To solve a Riccati type diff eq a particular solution is needed. In our case it is: y_{1} = -\frac{1}{t}

By setting
y= y_{1}+\frac{1}{u}= -\frac{1}{t}+\frac{1}{u}

and differentiating this
\acute{y}= \frac{1}{t^{2}}-\frac{u'}{u^{2}}

Substituting for y and y' in the first original equation:
\frac{1}{t^{2}}-\frac{u'}{u^{2}}= \frac{1}{t^{2}}-\frac{1}{t}(-\frac{1}{t}+\frac{1}{u})-(-\frac{1}{t}+\frac{1}{u})^{2}

This yields the general solution:
y= -\frac{1}{t}+\frac{1}{\frac{t}{2}+\frac{K}{t}}

(K being a constant)

But, according to the general solution above, it isnt possible to have a particular solution:
y_{1}= -\frac{1}{t}
since we cant have the second term at the right-hand side zero.

So, am i missing something?

Thanks for help in advance.

[JJacquelin]

To solve a Riccati type diff eq a particular solution is needed
Not necessarily.
Often it is easier to transform the Riccati ODE into a second order linear ODE which can be solved without knowing a particular solution.

[kenano]

Thank you for your answer Jacquelin. I still have some questions.

-We have two constants in the solution to a first order equation because of the intermediate second order diff eq. But the original eq is a first order one. Then how could the second constant be determined in a boundary value problem?

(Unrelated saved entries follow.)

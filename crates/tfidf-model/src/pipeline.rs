//! Assembly of the text components an operation set selects.

use tfidf_config::{OpSet, TextOp};
use tfidf_engine::BasePreprocessor;
use tfidf_text::{
    DigitPreprocessor, ExternalPreprocessor, MultiPreprocessor, Preprocessor,
    PunctuationPreprocessor, TextError,
};

/// Builds the preprocessing chain for `ops`.
///
/// The vectorizer's native lowercasing and accent stripping (`base`) always run first,
/// then digit removal if selected, then punctuation removal if selected.
pub fn build_preprocessor(
    ops: OpSet,
    base: BasePreprocessor,
) -> Result<MultiPreprocessor, TextError> {
    let mut stages: Vec<Box<dyn Preprocessor>> =
        vec![Box::new(ExternalPreprocessor::from_preprocessor(base))];
    if ops.contains(TextOp::Digits) {
        stages.push(Box::new(DigitPreprocessor::new()));
    }
    if ops.contains(TextOp::Punctuation) {
        stages.push(Box::new(PunctuationPreprocessor::new()));
    }
    MultiPreprocessor::new(stages)
}

#[cfg(test)]
mod test {
    use tfidf_config::StripAccents;

    use super::*;

    #[test]
    fn empty_ops_only_run_the_base() {
        let chain = build_preprocessor(OpSet::empty(), BasePreprocessor::default()).unwrap();
        assert_eq!(chain.len(), 1);
        assert_eq!(chain.preprocess("Keep 42, As-Is"), "Keep 42, As-Is");
    }

    #[test]
    fn stages_follow_selected_ops() {
        let ops = OpSet::from([TextOp::Lower, TextOp::Digits, TextOp::Punctuation]);
        let chain = build_preprocessor(ops, BasePreprocessor::new(true, None)).unwrap();
        assert_eq!(chain.len(), 3);
        assert_eq!(
            chain.preprocess("Call 312-832-3160 NOW!"),
            "call now"
        );
    }

    #[test]
    fn accents_stripped_before_punctuation() {
        let ops = OpSet::from([TextOp::UnicodeStrip, TextOp::Punctuation]);
        let base = BasePreprocessor::new(false, Some(StripAccents::Unicode));
        let chain = build_preprocessor(ops, base).unwrap();
        assert_eq!(chain.preprocess("Crème-brûlée"), "Creme brulee");
    }
}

Or one of them is zero automatically?
-It seems that we still cannot have the particular solution y1=-1/t according to new solution. Does it mean it is a singular solution?
-How did you solve the intermediate second order diff eq with variable coefficients without series expansion?

[JJacquelin]

We have two constants in the solution to a first order equation because of the intermediate second order diff eq. But the original eq is a first order one. Then how could the second constant be determined in a boundary value problem? Or one of them is zero automatically?
In fact there is only one constant in the solution (due to the proportional relationship y=f'/f )
Let c=c1/c2 and rewrite the general solution as :
y = (c t²-1)/(t(c t²+1))

It seems that we still cannot have the particular solution y1=-1/t according to new solution. Does it mean it is a singular solution?
No, we can have the solution y1=-1/t . It corresponds to the case of c=0.

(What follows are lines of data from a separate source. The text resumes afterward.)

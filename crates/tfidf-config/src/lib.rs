//! Configuration system for tfidf.
//!
//! Holds the operation catalog ([`TextOp`], [`OpSet`]), the vectorizer parameters and
//! the resolved [`ModelConfig`]. Configuration files named `.tfidf.toml` are discovered
//! by walking up from the current directory, with `~/.tfidf.toml` as the global config of
//! lowest precedence.

#![warn(missing_docs)]

mod discovery;
mod error;
mod merge;
mod ops;
mod params;
mod parse;
mod stop_words;

use std::{
    collections::HashSet,
    path::{Path, PathBuf},
};

pub use discovery::{CONFIG_FILENAME, discover_config_files, global_config_path};
pub use error::ConfigError;
pub use merge::{ParsedConfig, merge_configs};
pub use ops::{OpSet, Reduction, StripAccents, TextOp};
pub use params::{Analyzer, DocFrequency, NgramRange, Norm};
pub use parse::{
    RawConfig, RawDocFrequency, RawModelSettings, RawOutputSettings, parse_config_file,
    parse_config_str,
};
pub use stop_words::{DEFAULT_STOP_WORDS_MARKER, RawStopWords, StopWordsSpec};

/// Top-level merged configuration.
#[derive(Debug, Clone, Default)]
pub struct Config {
    /// Model construction parameters.
    pub model: ModelConfig,
    /// Output settings for the command-line front end.
    pub output: OutputSettings,
    /// Directory containing the most specific config file.
    pub config_root: Option<PathBuf>,
}

impl Config {
    /// Loads configuration by discovering and merging all relevant `.tfidf.toml` files.
    ///
    /// Returns `Ok(Config::default())` if no configuration files are found.
    pub fn load(cwd: &Path) -> Result<Self, ConfigError> {
        let config_files = discover_config_files(cwd);
        Self::load_from_files(&config_files)
    }

    /// Loads configuration from a specific list of config file paths, highest
    /// precedence first.
    pub fn load_from_files(files: &[PathBuf]) -> Result<Self, ConfigError> {
        if files.is_empty() {
            return Ok(Self::default());
        }

        let parsed: Vec<ParsedConfig> = files
            .iter()
            .map(|path| {
                let config = parse_config_file(path)?;
                Ok(ParsedConfig {
                    path: path.clone(),
                    config,
                })
            })
            .collect::<Result<Vec<_>, ConfigError>>()?;

        merge_configs(&parsed)
    }
}

/// Output settings.
#[derive(Debug, Clone)]
pub struct OutputSettings {
    /// Directory receiving CSV results; nothing is written when unset.
    pub dir: Option<PathBuf>,
    /// Number of top-weighted terms shown per document.
    pub top_terms: usize,
}

impl Default for OutputSettings {
    fn default() -> Self {
        Self {
            dir: None,
            top_terms: 5,
        }
    }
}

/// Everything needed to construct a TF-IDF model.
///
/// Built with [`ModelConfig::new`] and the `with_*` methods, or merged from config
/// files. [`ModelConfig::validate`] checks every parameter range; stop-word resolution
/// is checked separately because it needs the built-in word list.
#[derive(Debug, Clone, PartialEq)]
pub struct ModelConfig {
    /// Selected text operations.
    pub ops: OpSet,
    /// Feature unit.
    pub analyzer: Analyzer,
    /// Stop-word source; only consulted when `ops` contains `StopWords`.
    pub stop_words: Option<StopWordsSpec>,
    /// Range of n-gram lengths.
    pub ngram_range: NgramRange,
    /// Terms above this document frequency are pruned.
    pub max_df: DocFrequency,
    /// Terms below this document frequency are pruned.
    pub min_df: DocFrequency,
    /// Keep only this many highest-frequency terms.
    pub max_features: Option<usize>,
    /// Fixed vocabulary; disables pruning when set.
    pub vocabulary: Option<Vec<String>>,
    /// Clip term counts to one.
    pub binary: bool,
    /// Row normalization.
    pub norm: Norm,
    /// Multiply term frequencies by IDF.
    pub use_idf: bool,
    /// Add one to document frequencies, as if an extra document held every term.
    pub smooth_idf: bool,
    /// Replace `tf` with `1 + ln(tf)`.
    pub sublinear_tf: bool,
}

impl Default for ModelConfig {
    fn default() -> Self {
        Self {
            ops: OpSet::empty(),
            analyzer: Analyzer::Word,
            stop_words: None,
            ngram_range: NgramRange::default(),
            max_df: DocFrequency::Fraction(1.0),
            min_df: DocFrequency::Fraction(0.0),
            max_features: None,
            vocabulary: None,
            binary: false,
            norm: Norm::L2,
            use_idf: true,
            smooth_idf: true,
            sublinear_tf: false,
        }
    }
}

impl ModelConfig {
    /// Creates a configuration with default parameters for the given operations.
    pub fn new(ops: impl Into<OpSet>) -> Self {
        Self {
            ops: ops.into(),
            ..Self::default()
        }
    }

    /// Sets the analyzer mode.
    #[must_use]
    pub fn with_analyzer(mut self, analyzer: Analyzer) -> Self {
        self.analyzer = analyzer;
        self
    }

    /// Sets the stop-word source.
    #[must_use]
    pub fn with_stop_words(mut self, stop_words: StopWordsSpec) -> Self {
        self.stop_words = Some(stop_words);
        self
    }

    /// Sets the n-gram range.
    #[must_use]
    pub fn with_ngram_range(mut self, min: usize, max: usize) -> Self {
        self.ngram_range = NgramRange::new(min, max);
        self
    }

    /// Sets both document-frequency bounds.
    #[must_use]
    pub fn with_df(mut self, min_df: DocFrequency, max_df: DocFrequency) -> Self {
        self.min_df = min_df;
        self.max_df = max_df;
        self
    }

    /// Caps the vocabulary size.
    #[must_use]
    pub fn with_max_features(mut self, max_features: usize) -> Self {
        self.max_features = Some(max_features);
        self
    }

    /// Fixes the vocabulary.
    #[must_use]
    pub fn with_vocabulary<I, S>(mut self, terms: I) -> Self
    where
        I: IntoIterator<Item = S>,
        S: Into<String>,
    {
        self.vocabulary = Some(terms.into_iter().map(Into::into).collect());
        self
    }

    /// Enables binary term frequencies.
    #[must_use]
    pub fn with_binary(mut self, binary: bool) -> Self {
        self.binary = binary;
        self
    }

    /// Sets the row normalization.
    #[must_use]
    pub fn with_norm(mut self, norm: Norm) -> Self {
        self.norm = norm;
        self
    }

    /// Enables sublinear term frequencies.
    #[must_use]
    pub fn with_sublinear_tf(mut self, sublinear_tf: bool) -> Self {
        self.sublinear_tf = sublinear_tf;
        self
    }

    /// Validates the operation set and every numeric parameter.
    pub fn validate(&self) -> Result<(), ConfigError> {
        self.ops.validate()?;
        self.ngram_range.validate()?;
        self.max_df.validate_max()?;
        self.min_df.validate_min()?;

        if self.max_features == Some(0) {
            return Err(ConfigError::InvalidMaxFeatures);
        }

        if let Some(ref vocabulary) = self.vocabulary {
            if vocabulary.is_empty() {
                return Err(ConfigError::EmptyVocabulary);
            }
            let mut seen = HashSet::new();
            for term in vocabulary {
                if !seen.insert(term.as_str()) {
                    return Err(ConfigError::DuplicateVocabularyTerm(term.clone()));
                }
            }
        }

        Ok(())
    }
}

How did you solve the intermediate second order diff eq with variable coefficients without series expansion?

The intermediate linear second order ODE f''+(1/t)f'-(1/t²)f=0 is homogeneous. So, refering to the usual method, the characteristic equation corresponding to solutions of the form t^k is :
k(k-1)+k-1=0 which roots are k=1 and k=-1 so, the solution of the ODE is :
f = c1 t + c2 / t

[kenano]

Now it's all clear. Thank you very much.

[JJacquelin]

This was a particular case of Riccati equation.
The general Riccati ODE :
y'' = p(x) + q(x) y + r(x) y²
is tansformed into a second order linear ODE by :
y = -(1/r) f ' / f
where f(x) is the unknown function.

Of course, this transformation has interest only if the second order linear ODE is easy to solve directly, thanks to convenient classical methods : a lot have known solutions with elementary functions or with well-known special functions.